04/29/2025
“Why should we care about 1776 or 1812? What can we possibly learn from the issues and events of two centuries past?”
THEY ARE THE SAME ISSUES WE ARE CONFRONTING TODAY.
Here are six examples of how the divisions in American society today, and the issues we are divided over, have been present ever since the birth of our nation.
#4 — Citizenship and Impressment
The definition of who was and wasn’t a citizen played a major role in one of the issues that led to war in 1812: impressment. The British, desperate for sailors to man their ships, were kidnapping American citizens on the high seas and forcing them to serve in the Royal Navy. How could this be?
At the time, most countries considered “citizenship” to be determined by the country in which you were born, and to be unchangeable. If you had been born anywhere in the territories of Great Britain, you were a subject of King George, and would always remain his subject — even if you gone off to the US and become a citizen. Seagoing subjects of the King of Great Britain had always been obligated to serve in his Navy when needed. Thus, any current or former British sailor was legally liable to be “pressed” or forcibly enlisted, regardless of where he now resided.
The Constitution empowered the federal government to establish procedures by which new arrivals could become citizens. This process was called “naturalization”. The first naturalization act in 1790 granted citizenship to "free white persons" who had resided in the US for at least two years and were considered to be of "good character". But becoming a naturalized citizen did not release immigrants of their obligations as subjects in their countries of origin.

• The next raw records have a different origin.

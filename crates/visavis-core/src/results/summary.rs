use super::error::ResultError;
use super::store::{HourView, ResultStore};
use crate::core::models::cell::ALIVE_COLUMN;
use crate::core::models::timepoint::Timepoint;
use serde::Serialize;

pub const IFNE_UPPER_COLUMN: &str = "IFNeU";
pub const IFNE_LOWER_COLUMN: &str = "IFNeL";

/// Living cells of one species, counted per exact level `0..=display_max`.
#[derive(Debug, Clone, PartialEq, Serialize)]
pub struct LevelCounts {
    pub molecule: String,
    pub threshold: f64,
    pub counts: Vec<u64>,
}

/// Population overview of one timepoint.
#[derive(Debug, Clone, PartialEq, Serialize)]
pub struct HourSummary {
    pub hour: f64,
    pub fields: u64,
    pub alive: u64,
    pub dead: u64,
    #[serde(skip_serializing_if = "Option::is_none")]
    pub mean_ifne_upper: Option<f64>,
    #[serde(skip_serializing_if = "Option::is_none")]
    pub mean_ifne_lower: Option<f64>,
    pub levels: Vec<LevelCounts>,
}

fn column_mean(view: &HourView<'_>, column: &str) -> Option<f64> {
    let position = view.schema().position(column)?;
    let finite: Vec<f64> = view
        .records()
        .iter()
        .map(|r| r.value_at(position))
        .filter(|v| v.is_finite())
        .collect();
    if finite.is_empty() {
        return None;
    }
    Some(finite.iter().sum::<f64>() / finite.len() as f64)
}

impl ResultStore {
    pub fn summary_at_timepoint(&self, timepoint: Timepoint) -> Result<HourSummary, ResultError> {
        self.summarize(self.at_timepoint(timepoint), timepoint.hours())
    }

    /// Population overview at `hour`; empty for unobserved hours.
    pub fn summary(&self, hour: f64) -> Result<HourSummary, ResultError> {
        self.summarize(self.at(hour), hour)
    }

    fn summarize(&self, view: HourView<'_>, hour: f64) -> Result<HourSummary, ResultError> {
        let alive_position = self
            .schema()
            .position(ALIVE_COLUMN)
            .ok_or_else(|| ResultError::MissingColumn(ALIVE_COLUMN.to_string()))?;

        let living: Vec<_> = view
            .records()
            .iter()
            .filter(|r| r.value_at(alive_position) > 0.0)
            .collect();

        let levels = self
            .schema()
            .molecules()
            .into_iter()
            .filter_map(|molecule| {
                let position = self.schema().position(molecule.column())?;
                let mut counts = vec![0u64; molecule.display_max() as usize + 1];
                for record in &living {
                    let level = record.value_at(position);
                    if level < 0.0 || level.fract() != 0.0 {
                        continue;
                    }
                    if let Some(slot) = counts.get_mut(level as usize) {
                        *slot += 1;
                    }
                }
                Some(LevelCounts {
                    molecule: molecule.column().to_string(),
                    threshold: molecule.activation_threshold(),
                    counts,
                })
            })
            .collect();

        let fields = view.len() as u64;
        let alive = living.len() as u64;
        Ok(HourSummary {
            hour,
            fields,
            alive,
            dead: fields - alive,
            mean_ifne_upper: column_mean(&view, IFNE_UPPER_COLUMN),
            mean_ifne_lower: column_mean(&view, IFNE_LOWER_COLUMN),
            levels,
        })
    }
}

#[cfg(test)]
mod tests {
    use super::*;
    use crate::results::store::tests::write_run;

    #[test]
    fn counts_fields_and_levels_of_living_cells() {
        let dir = write_run(&[
            ("neighbors.csv", "left,right\n"),
            (
                "t_1h.csv",
                "id,alive,Vinf,VRNA,IFNeU,IFNeL\n0,1,0,3,2,4\n1,1,1,5,4,4\n2,0,1,3,0,4\n",
            ),
        ]);
        let store = ResultStore::load(dir.path()).unwrap();
        let summary = store.summary(1.0).unwrap();

        assert_eq!(summary.fields, 3);
        assert_eq!(summary.alive, 2);
        assert_eq!(summary.dead, 1);

        let vinf = &summary.levels[0];
        assert_eq!(vinf.molecule, "Vinf");
        assert_eq!(vinf.threshold, 1.0);
        assert_eq!(vinf.counts, vec![1, 1]);

        // level 5 lies beyond the displayed range
        let vrna = &summary.levels[1];
        assert_eq!(vrna.counts, vec![0, 0, 0, 1]);

        assert_eq!(summary.mean_ifne_upper, Some(2.0));
        assert_eq!(summary.mean_ifne_lower, Some(4.0));
    }

    #[test]
    fn missing_extracellular_columns_are_omitted() {
        let dir = write_run(&[
            ("neighbors.csv", "left,right\n"),
            ("t_0h.csv", "id,alive,ISG\n0,1,3\n"),
        ]);
        let store = ResultStore::load(dir.path()).unwrap();
        let summary = store.summary(0.0).unwrap();
        assert!(summary.mean_ifne_upper.is_none());

        let text = toml::to_string(&summary).unwrap();
        assert!(!text.contains("mean_ifne_upper"));
        assert!(text.contains("ISG"));
    }

    #[test]
    fn unobserved_hour_is_empty() {
        let dir = write_run(&[
            ("neighbors.csv", "left,right\n"),
            ("t_0h.csv", "id,alive,Vinf\n0,1,1\n"),
        ]);
        let store = ResultStore::load(dir.path()).unwrap();
        let summary = store.summary(4.0).unwrap();
        assert_eq!(summary.fields, 0);
        assert_eq!(summary.levels[0].counts, vec![0, 0]);
    }
}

During the long struggle against Revolutionary and later Napoleonic France, it became increasingly common for British warships to stop vessels on the high seas and examine their crews, looking for seamen who could be pressed. Many British subjects were indeed avoiding military service, and earning higher wages, by working on foreign and especially American vessels. These sailors were the first to be seized.
At the time, it was difficult to tell American from British sailors; anyone with an Irish accent was automatically assumed to be a British subject. Thus, many naturalized Americans, and even some native-born Americans, were taken. This enraged their friends and relatives, as well as the US government.

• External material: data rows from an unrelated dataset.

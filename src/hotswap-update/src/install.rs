//! Replacement of the running executable on disk.
//!
//! For a live executable `P` the swap walks
//! `Fetched -> Staged -> BackedUp -> Swapped`:
//!
//! 1. write the payload to `P.new.temp`
//! 2. rename `P` to `P.old`
//! 3. rename `P.new.temp` to `P`
//!
//! Between steps 2 and 3 `P` does not exist. A crash in that window leaves the
//! application uninstalled until `P.old` is restored by hand (or through
//! [`restore_backup`]). Failures are returned as-is and the filesystem is left
//! exactly as the failing step left it; nothing is rolled back.

use std::ffi::OsString;
use std::fmt;
use std::io;
use std::path::{Path, PathBuf};

use async_trait::async_trait;

use crate::error::{UpdateError, UpdateResult};

/// Suffix of the staged payload next to the live executable.
pub const STAGED_SUFFIX: &str = ".new.temp";

/// Suffix of the backup of the replaced executable.
pub const BACKUP_SUFFIX: &str = ".old";

/// Raw filesystem primitives used by the swapper and the post-restart cleanup.
#[async_trait]
pub trait FileOperator: Send + Sync {
    async fn exists(&self, path: &Path) -> bool;

    /// Write `data` to `path`, replacing any existing file, and mark it
    /// executable where the platform has such a notion.
    async fn write_executable(&self, path: &Path, data: &[u8]) -> io::Result<()>;

    async fn rename(&self, from: &Path, to: &Path) -> io::Result<()>;

    async fn remove_file(&self, path: &Path) -> io::Result<()>;
}

/// [`FileOperator`] backed by the real filesystem.
#[derive(Debug, Clone, Copy, Default)]
pub struct OsFileOperator;

#[async_trait]
impl FileOperator for OsFileOperator {
    async fn exists(&self, path: &Path) -> bool {
        tokio::fs::try_exists(path).await.unwrap_or(false)
    }

    async fn write_executable(&self, path: &Path, data: &[u8]) -> io::Result<()> {
        tokio::fs::write(path, data).await?;

        #[cfg(unix)]
        {
            use std::os::unix::fs::PermissionsExt;
            tokio::fs::set_permissions(path, std::fs::Permissions::from_mode(0o755)).await?;
        }

        Ok(())
    }

    async fn rename(&self, from: &Path, to: &Path) -> io::Result<()> {
        tokio::fs::rename(from, to).await
    }

    async fn remove_file(&self, path: &Path) -> io::Result<()> {
        tokio::fs::remove_file(path).await
    }
}

fn with_suffix(path: &Path, suffix: &str) -> PathBuf {
    let mut name = OsString::from(path.as_os_str());
    name.push(suffix);
    PathBuf::from(name)
}

/// The live executable and its two transient siblings.
#[derive(Debug, Clone, PartialEq, Eq)]
pub struct ExecutablePaths {
    pub live: PathBuf,
    pub staged: PathBuf,
    pub backup: PathBuf,
}

impl ExecutablePaths {
    pub fn new(live: impl Into<PathBuf>) -> Self {
        let live = live.into();
        Self {
            staged: with_suffix(&live, STAGED_SUFFIX),
            backup: with_suffix(&live, BACKUP_SUFFIX),
            live,
        }
    }
}

/// Where a swap currently stands.
#[derive(Debug, Clone, Copy, PartialEq, Eq, PartialOrd, Ord)]
pub enum SwapState {
    Fetched,
    Staged,
    BackedUp,
    Swapped,
}

/// Filesystem step that can fail.
#[derive(Debug, Clone, Copy, PartialEq, Eq)]
pub enum SwapStep {
    /// Removing a backup left over by an earlier update
    ClearStaleBackup,
    /// `Fetched -> Staged`
    Stage,
    /// `Staged -> BackedUp`
    Backup,
    /// `BackedUp -> Swapped`
    Swap,
    /// Explicit restore of the backup over the live path
    Restore,
}

impl fmt::Display for SwapStep {
    fn fmt(&self, f: &mut fmt::Formatter<'_>) -> fmt::Result {
        f.write_str(match self {
            Self::ClearStaleBackup => "clearing stale backup",
            Self::Stage => "staging",
            Self::Backup => "backing up",
            Self::Swap => "swapping",
            Self::Restore => "restoring backup",
        })
    }
}

fn fs_error(step: SwapStep, path: &Path, source: io::Error) -> UpdateError {
    UpdateError::Filesystem {
        step,
        path: path.to_path_buf(),
        source,
    }
}

/// Stages a payload and swaps it over the live executable.
pub struct ExecutableSwapper<'a> {
    files: &'a dyn FileOperator,
    paths: ExecutablePaths,
    state: SwapState,
}

impl<'a> ExecutableSwapper<'a> {
    pub fn new(files: &'a dyn FileOperator, paths: ExecutablePaths) -> Self {
        Self {
            files,
            paths,
            state: SwapState::Fetched,
        }
    }

    pub fn state(&self) -> SwapState {
        self.state
    }

    pub fn paths(&self) -> &ExecutablePaths {
        &self.paths
    }

    /// Run every remaining step. On error `state()` tells how far it got.
    pub async fn swap(&mut self, payload: &[u8]) -> UpdateResult<()> {
        self.clear_stale_backup().await?;
        self.stage(payload).await?;
        self.back_up().await?;
        self.swap_in().await
    }

    /// An earlier update whose cleanup never finished leaves `P.old` behind;
    /// the live file exists, so that copy is redundant.
    async fn clear_stale_backup(&self) -> UpdateResult<()> {
        let backup = &self.paths.backup;
        if self.files.exists(backup).await {
            tracing::warn!("Removing stale backup {}", backup.display());
            self.files
                .remove_file(backup)
                .await
                .map_err(|e| fs_error(SwapStep::ClearStaleBackup, backup, e))?;
        }
        Ok(())
    }

    async fn stage(&mut self, payload: &[u8]) -> UpdateResult<()> {
        let staged = &self.paths.staged;
        tracing::debug!("Staging {} bytes at {}", payload.len(), staged.display());
        self.files
            .write_executable(staged, payload)
            .await
            .map_err(|e| fs_error(SwapStep::Stage, staged, e))?;
        self.state = SwapState::Staged;
        Ok(())
    }

    async fn back_up(&mut self) -> UpdateResult<()> {
        let ExecutablePaths { live, backup, .. } = &self.paths;
        tracing::debug!("Moving {} to {}", live.display(), backup.display());
        self.files
            .rename(live, backup)
            .await
            .map_err(|e| fs_error(SwapStep::Backup, live, e))?;
        self.state = SwapState::BackedUp;
        Ok(())
    }

    async fn swap_in(&mut self) -> UpdateResult<()> {
        let ExecutablePaths { live, staged, .. } = &self.paths;
        tracing::debug!("Moving {} to {}", staged.display(), live.display());
        self.files
            .rename(staged, live)
            .await
            .map_err(|e| fs_error(SwapStep::Swap, staged, e))?;
        self.state = SwapState::Swapped;
        tracing::info!("Swapped new executable into {}", live.display());
        Ok(())
    }
}

/// Put `P.old` back at `P`, discarding whatever `P` currently holds.
///
/// Never called by the pipeline itself; hosts use it to recover from a failed
/// restart or an interrupted swap.
pub async fn restore_backup(files: &dyn FileOperator, paths: &ExecutablePaths) -> UpdateResult<()> {
    if !files.exists(&paths.backup).await {
        return Err(fs_error(
            SwapStep::Restore,
            &paths.backup,
            io::Error::new(io::ErrorKind::NotFound, "no backup to restore"),
        ));
    }

    if files.exists(&paths.live).await {
        files
            .remove_file(&paths.live)
            .await
            .map_err(|e| fs_error(SwapStep::Restore, &paths.live, e))?;
    }

    files
        .rename(&paths.backup, &paths.live)
        .await
        .map_err(|e| fs_error(SwapStep::Restore, &paths.backup, e))?;

    tracing::info!("Restored {} from backup", paths.live.display());
    Ok(())
}

#[cfg(test)]
mod tests {
    use super::*;
    use std::sync::Mutex;

    #[test]
    fn test_paths_use_fixed_suffixes() {
        let paths = ExecutablePaths::new("/opt/tools/app.exe");
        assert_eq!(paths.staged, PathBuf::from("/opt/tools/app.exe.new.temp"));
        assert_eq!(paths.backup, PathBuf::from("/opt/tools/app.exe.old"));
    }

    #[tokio::test]
    async fn test_swap_on_disk() {
        let dir = tempfile::tempdir().unwrap();
        let paths = ExecutablePaths::new(dir.path().join("app"));
        std::fs::write(&paths.live, b"old-binary").unwrap();

        let mut swapper = ExecutableSwapper::new(&OsFileOperator, paths.clone());
        swapper.swap(b"new-binary").await.unwrap();

        assert_eq!(swapper.state(), SwapState::Swapped);
        assert_eq!(std::fs::read(&paths.live).unwrap(), b"new-binary");
        assert_eq!(std::fs::read(&paths.backup).unwrap(), b"old-binary");
        assert!(!paths.staged.exists());

        #[cfg(unix)]
        {
            use std::os::unix::fs::PermissionsExt;
            let mode = std::fs::metadata(&paths.live).unwrap().permissions().mode();
            assert_eq!(mode & 0o777, 0o755);
        }
    }

    #[tokio::test]
    async fn test_stale_backup_is_replaced() {
        let dir = tempfile::tempdir().unwrap();
        let paths = ExecutablePaths::new(dir.path().join("app"));
        std::fs::write(&paths.live, b"v2").unwrap();
        std::fs::write(&paths.backup, b"v1").unwrap();

        let mut swapper = ExecutableSwapper::new(&OsFileOperator, paths.clone());
        swapper.swap(b"v3").await.unwrap();

        assert_eq!(std::fs::read(&paths.live).unwrap(), b"v3");
        assert_eq!(std::fs::read(&paths.backup).unwrap(), b"v2");
    }

    #[tokio::test]
    async fn test_missing_live_file_fails_at_backup() {
        let dir = tempfile::tempdir().unwrap();
        let paths = ExecutablePaths::new(dir.path().join("app"));

        let mut swapper = ExecutableSwapper::new(&OsFileOperator, paths.clone());
        let err = swapper.swap(b"new").await.unwrap_err();

        assert!(matches!(
            err,
            UpdateError::Filesystem {
                step: SwapStep::Backup,
                ..
            }
        ));
        // Stage file is leaked, not cleaned up
        assert_eq!(swapper.state(), SwapState::Staged);
        assert!(paths.staged.exists());
    }

    /// Fails the second rename, leaving the unsafe window open.
    struct FailingSwap {
        renames: Mutex<u32>,
    }

    #[async_trait]
    impl FileOperator for FailingSwap {
        async fn exists(&self, path: &Path) -> bool {
            OsFileOperator.exists(path).await
        }

        async fn write_executable(&self, path: &Path, data: &[u8]) -> io::Result<()> {
            OsFileOperator.write_executable(path, data).await
        }

        async fn rename(&self, from: &Path, to: &Path) -> io::Result<()> {
            let call = {
                let mut renames = self.renames.lock().unwrap();
                *renames += 1;
                *renames
            };
            if call == 2 {
                return Err(io::Error::from(io::ErrorKind::PermissionDenied));
            }
            OsFileOperator.rename(from, to).await
        }

        async fn remove_file(&self, path: &Path) -> io::Result<()> {
            OsFileOperator.remove_file(path).await
        }
    }

    #[tokio::test]
    async fn test_failed_swap_leaves_partial_state_and_restore_recovers() {
        let dir = tempfile::tempdir().unwrap();
        let paths = ExecutablePaths::new(dir.path().join("app"));
        std::fs::write(&paths.live, b"old").unwrap();

        let files = FailingSwap {
            renames: Mutex::new(0),
        };
        let mut swapper = ExecutableSwapper::new(&files, paths.clone());
        let err = swapper.swap(b"new").await.unwrap_err();

        assert!(matches!(
            err,
            UpdateError::Filesystem {
                step: SwapStep::Swap,
                ..
            }
        ));
        assert_eq!(swapper.state(), SwapState::BackedUp);
        assert!(!paths.live.exists());
        assert!(paths.backup.exists());
        assert!(paths.staged.exists());

        restore_backup(&OsFileOperator, &paths).await.unwrap();
        assert_eq!(std::fs::read(&paths.live).unwrap(), b"old");
        assert!(!paths.backup.exists());
    }

    #[tokio::test]
    async fn test_restore_without_backup() {
        let dir = tempfile::tempdir().unwrap();
        let paths = ExecutablePaths::new(dir.path().join("app"));
        let err = restore_backup(&OsFileOperator, &paths).await.unwrap_err();
        assert!(matches!(
            err,
            UpdateError::Filesystem {
                step: SwapStep::Restore,
                ..
            }
        ));
    }
}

Sailors took to carrying citizenship papers, but such papers became widely forged. Soon the papers came to be disregarded by British boarding parties. Complaints and appeals occasionally led to the release of wrongly-seized sailors, but that process took a long time.

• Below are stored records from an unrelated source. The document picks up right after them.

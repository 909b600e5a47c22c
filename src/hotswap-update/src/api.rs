//! Release metadata and the GitHub Releases API client.

use std::path::PathBuf;

use async_trait::async_trait;
use chrono::{DateTime, Duration, Utc};
use reqwest::Client;
use serde::{Deserialize, Serialize};

use crate::config::UpdateConfig;
use crate::error::{UpdateError, UpdateResult};

/// A downloadable file attached to a release.
#[derive(Debug, Clone, PartialEq, Eq, Serialize, Deserialize)]
pub struct AssetDescriptor {
    /// File name as published
    pub name: String,
    /// Direct download URL
    pub download_url: String,
}

/// A tagged, timestamped release.
#[derive(Debug, Clone, PartialEq, Eq, Serialize, Deserialize)]
pub struct ReleaseDescriptor {
    /// Version string (the release tag)
    pub version: String,
    /// Publish timestamp
    pub published_at: DateTime<Utc>,
    /// Assets in publication order
    pub assets: Vec<AssetDescriptor>,
}

/// Source of release listings for a repository.
#[async_trait]
pub trait ReleaseLister: Send + Sync {
    /// List all published releases of `repo` (`owner/name`).
    async fn list_releases(&self, repo: &str) -> UpdateResult<Vec<ReleaseDescriptor>>;
}

/// Byte transport for asset downloads.
#[async_trait]
pub trait AssetDownloader: Send + Sync {
    /// Fetch the full body at `url`.
    async fn download(&self, url: &str) -> UpdateResult<Vec<u8>>;
}

#[derive(Debug, Deserialize)]
struct GithubRelease {
    tag_name: String,
    published_at: Option<DateTime<Utc>>,
    #[serde(default)]
    assets: Vec<GithubAsset>,
}

#[derive(Debug, Deserialize)]
struct GithubAsset {
    name: String,
    browser_download_url: String,
}

impl GithubRelease {
    /// Drafts carry no publish date and are not installable.
    fn into_descriptor(self) -> Option<ReleaseDescriptor> {
        let published_at = self.published_at?;
        Some(ReleaseDescriptor {
            version: self.tag_name,
            published_at,
            assets: self
                .assets
                .into_iter()
                .map(|a| AssetDescriptor {
                    name: a.name,
                    download_url: a.browser_download_url,
                })
                .collect(),
        })
    }
}

/// Client for the GitHub Releases REST API.
#[derive(Clone)]
pub struct GithubClient {
    client: Client,
    base_url: String,
    token: Option<String>,
}

impl GithubClient {
    /// Create a client with the default configuration.
    pub fn new() -> UpdateResult<Self> {
        Self::from_config(&UpdateConfig::default())
    }

    /// Create a client from config. The bearer token is read once from the
    /// configured environment variable.
    pub fn from_config(config: &UpdateConfig) -> UpdateResult<Self> {
        let mut builder = Client::builder().user_agent(config.user_agent.as_str());
        if let Some(timeout) = config.request_timeout() {
            builder = builder.timeout(timeout);
        }
        let client = builder.build()?;

        let token = std::env::var(&config.token_env)
            .ok()
            .filter(|t| !t.trim().is_empty());

        Ok(Self {
            client,
            base_url: config.api_base_url.trim_end_matches('/').to_string(),
            token,
        })
    }

    /// Replace the bearer token.
    pub fn with_token(mut self, token: Option<String>) -> Self {
        self.token = token.filter(|t| !t.trim().is_empty());
        self
    }

    fn releases_url(&self, repo: &str) -> UpdateResult<String> {
        let repo = repo.trim();
        let valid = matches!(
            repo.split_once('/'),
            Some((owner, name)) if !owner.is_empty() && !name.is_empty() && !name.contains('/')
        );
        if !valid {
            return Err(UpdateError::InvalidRepository {
                repo: repo.to_string(),
            });
        }

        Ok(format!("{}/repos/{}/releases?per_page=100", self.base_url, repo))
    }
}

#[async_trait]
impl ReleaseLister for GithubClient {
    async fn list_releases(&self, repo: &str) -> UpdateResult<Vec<ReleaseDescriptor>> {
        let url = self.releases_url(repo)?;
        tracing::debug!("Listing releases from {}", url);

        let mut request = self
            .client
            .get(&url)
            .header("Accept", "application/vnd.github+json");
        if let Some(token) = &self.token {
            request = request.bearer_auth(token);
        }

        let response = request.send().await?;
        let status = response.status();
        if !status.is_success() {
            let message = response.text().await.unwrap_or_default();
            return Err(UpdateError::ServerError {
                status: status.as_u16(),
                message,
            });
        }

        let releases: Vec<GithubRelease> = response.json().await?;
        Ok(releases
            .into_iter()
            .filter_map(GithubRelease::into_descriptor)
            .collect())
    }
}

#[async_trait]
impl AssetDownloader for GithubClient {
    async fn download(&self, url: &str) -> UpdateResult<Vec<u8>> {
        tracing::debug!("Downloading {}", url);

        let response = self.client.get(url).send().await?;
        let status = response.status();
        if !status.is_success() {
            return Err(UpdateError::ServerError {
                status: status.as_u16(),
                message: format!("Download of {} failed", url),
            });
        }

        let bytes = response.bytes().await?;
        Ok(bytes.to_vec())
    }
}

/// Serves a single local file as the only asset of a synthetic release.
///
/// Lets a host exercise the full swap and restart path offline.
#[derive(Debug, Clone)]
pub struct LocalAssetSource {
    path: PathBuf,
    version: String,
}

impl LocalAssetSource {
    pub fn new(path: impl Into<PathBuf>, version: impl Into<String>) -> Self {
        Self {
            path: path.into(),
            version: version.into(),
        }
    }

    /// Asset name published for the local file (its file name).
    pub fn asset_name(&self) -> String {
        self.path
            .file_name()
            .map(|n| n.to_string_lossy().into_owned())
            .unwrap_or_default()
    }

    /// Synthetic download URL for the local file.
    pub fn download_url(&self) -> String {
        format!("file://{}", self.path.display())
    }
}

#[async_trait]
impl ReleaseLister for LocalAssetSource {
    async fn list_releases(&self, _repo: &str) -> UpdateResult<Vec<ReleaseDescriptor>> {
        Ok(vec![ReleaseDescriptor {
            version: self.version.clone(),
            published_at: Utc::now() - Duration::days(1),
            assets: vec![AssetDescriptor {
                name: self.asset_name(),
                download_url: self.download_url(),
            }],
        }])
    }
}

#[async_trait]
impl AssetDownloader for LocalAssetSource {
    async fn download(&self, url: &str) -> UpdateResult<Vec<u8>> {
        if url != self.download_url() {
            return Err(UpdateError::ServerError {
                status: 404,
                message: format!("{} is not served by the local asset source", url),
            });
        }
        Ok(tokio::fs::read(&self.path).await?)
    }
}

#[cfg(test)]
mod tests {
    use super::*;

    #[test]
    fn test_releases_url() {
        let client = GithubClient::new().unwrap();
        assert_eq!(
            client.releases_url("owner/repo").unwrap(),
            "https://api.github.com/repos/owner/repo/releases?per_page=100"
        );
    }

    #[test]
    fn test_releases_url_rejects_bad_repo() {
        let client = GithubClient::new().unwrap();
        for repo in ["", "owner", "owner/", "/repo", "a/b/c"] {
            assert!(matches!(
                client.releases_url(repo),
                Err(UpdateError::InvalidRepository { .. })
            ));
        }
    }

    #[test]
    fn test_draft_release_is_skipped() {
        let raw = r#"[
            {"tag_name": "v2.0.0", "published_at": null, "assets": []},
            {"tag_name": "v1.0.0", "published_at": "2024-01-02T03:04:05Z",
             "assets": [{"name": "app.zip", "browser_download_url": "https://x/app.zip"}]}
        ]"#;
        let releases: Vec<GithubRelease> = serde_json::from_str(raw).unwrap();
        let descriptors: Vec<_> = releases
            .into_iter()
            .filter_map(GithubRelease::into_descriptor)
            .collect();

        assert_eq!(descriptors.len(), 1);
        assert_eq!(descriptors[0].version, "v1.0.0");
        assert_eq!(descriptors[0].assets[0].download_url, "https://x/app.zip");
    }

    #[tokio::test]
    async fn test_local_asset_source() {
        let dir = tempfile::tempdir().unwrap();
        let path = dir.path().join("app-local.exe");
        std::fs::write(&path, b"payload").unwrap();

        let source = LocalAssetSource::new(&path, "v9.9.9");
        let releases = source.list_releases("ignored/repo").await.unwrap();
        assert_eq!(releases.len(), 1);
        assert_eq!(releases[0].assets[0].name, "app-local.exe");

        let bytes = source
            .download(&releases[0].assets[0].download_url)
            .await
            .unwrap();
        assert_eq!(bytes, b"payload");

        assert!(source.download("https://elsewhere/file").await.is_err());
    }
}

Nobody knows how many men were impressed. Or how many were foreigners, how many were naturalized Americans, and how many were native-born Americans.
American political parties tried to spin the impressment issue to their advantage. The Republicans, who were hostile to Britain, exaggerated the number of impressments. The opposing Federalist Party — generally friendly toward Britain — downplayed them.
The debate about how serious a problem impressment was, and what if anything should or could be done about it, went on until 1815, when peace in Europe finally put an end to the practice.